Used to have a similar problem with motorcycle cables. An old timer taught me this: look at the very end of the cable while actuating it. See if the cable flexes as the lever moves. If it does, it's just a matter of time until the cable fatigues and breaks. Lots of us would go through at least one clutch cable a year, until we modified the clutch lever so it wouldn't bend the ends of the cables. I never broke a clutch cable since. It's the little things...


----------



## Stelcom66 (Oct 6, 2018)

That must be what mine is doing, but the lever simply pulls the cable up. The other end is attached to a spring, which is hooked into the pulley.

The person who mentioned he repaired his cable said the spring compensates for the cable being slightly shorter. Maybe the broken cable end could be put back into the lever hole, then maybe bent and secured somehow? Doubt that would work. I recall trying that the first time with no success. It seems the cable itself is strong enough, it's just the junction where the end is attached is the weak point.


----------



## blades (Oct 7, 2018)

Typically a crimp connection which mashes the threads of wire , if  enough room  solder a new connector to end of cable then use a small ring ( like those spread apart wire rings for keys) as a junction between the too. allows to flex without flexing cable back and forth. or something similar as of course I can't see exactly what you are up against.  and yah those oem cable prices are insane


----------



## zrock (Oct 7, 2018)

Picture would help... but im thinking the spring that pulls teh cable back to keep tension on it may not be pulling it back all the way causing the cable to kink and slowly break the strands..


----------



## Stelcom66 (Oct 7, 2018)

zrock said:


> Picture would help... but im thinking the spring that pulls teh cable back to keep tension on it may not be pulling it back all the way causing the cable to kink and slowly break the strands..

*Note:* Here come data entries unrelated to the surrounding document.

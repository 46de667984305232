//! The presentation clock.
//!
//! Shows Los Angeles wall-clock time with a literal `PST` suffix all year,
//! including during daylight saving. Formatting is pure over a UTC instant;
//! the ticker in the run loop calls [`now_string`] once per second.

use std::time::Duration;

use chrono::{DateTime, Utc};
use chrono_tz::America::Los_Angeles;

/// Refresh cadence of the clock widget.
pub const TICK_INTERVAL: Duration = Duration::from_secs(1);

/// Format an instant as the clock string, e.g. `03:41:07 PM PST`.
pub fn format_clock(instant: DateTime<Utc>) -> String {
    let local = instant.with_timezone(&Los_Angeles);
    format!("{} PST", local.format("%I:%M:%S %p"))
}

/// The clock string for the current instant.
pub fn now_string() -> String {
    format_clock(Utc::now())
}

#[cfg(test)]
mod tests {
    use super::*;
    use chrono::TimeZone;

    #[test]
    fn test_formats_afternoon_in_winter() {
        // 23:30:05 UTC in January is 15:30:05 in Los Angeles (UTC-8).
        let instant = Utc.with_ymd_and_hms(2025, 1, 15, 23, 30, 5).unwrap();
        assert_eq!(format_clock(instant), "03:30:05 PM PST");
    }

    #[test]
    fn test_label_stays_pst_during_daylight_saving() {
        // 23:30:05 UTC in July is 16:30:05 in Los Angeles (UTC-7).
        let instant = Utc.with_ymd_and_hms(2025, 7, 15, 23, 30, 5).unwrap();
        assert_eq!(format_clock(instant), "04:30:05 PM PST");
    }

    #[test]
    fn test_midnight_reads_twelve_am() {
        let instant = Utc.with_ymd_and_hms(2025, 1, 15, 8, 5, 9).unwrap();
        assert_eq!(format_clock(instant), "12:05:09 AM PST");
    }

    #[test]
    fn test_tick_interval_is_one_second() {
        assert_eq!(TICK_INTERVAL, Duration::from_secs(1));
    }
}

I still have the broken cable, will try to get a picture here this week.


----------



## mustash29 (Oct 13, 2018)

My old Crapsman had the blade lever on the right side of the dash next to the steering wheel, and a squeeze lever to unlatch the snow blade so it would angle left & right.  Both of those darn cables gave me the willies over the years.

Much cheaper to get bulk cable & ferrules and make them yourself.

https://www.homedepot.com/p/Lehigh-1-16-in-Aluminum-Ferrule-and-Stop-Set-7330S-24/100239592


----------



## Stelcom66 (Oct 15, 2018)

mustash29 said:


> My old Crapsman had the blade lever on the right side of the dash next to the steering wheel, and a squeeze lever to unlatch the snow blade so it would angle left & right.  Both of those darn cables gave me the willies over the years.
> 
> Much cheaper to get bulk cable & ferrules and make them yourself.
> 
> https://www.homedepot.com/p/Lehigh-1-16-in-Aluminum-Ferrule-and-Stop-Set-7330S-24/100239592


Yes that would be the way to go. I saw the swagging tool (that I never heard of) that Home Depot carries too.


----------



## Ashful (Oct 15, 2018)

blades said:


> Typically a crimp connection which mashes the threads of wire , if  enough room  solder a new connector to end of cable then use a small ring ( like those spread apart wire rings for keys) as a junction between the too. allows to flex without flexing cable back and forth. or something similar as of course I can't see exactly what you are up against.  and yah those oem cable prices are insane


I like this.  Crimp-on ring terminal with a key ring, if space and lever design allow for it.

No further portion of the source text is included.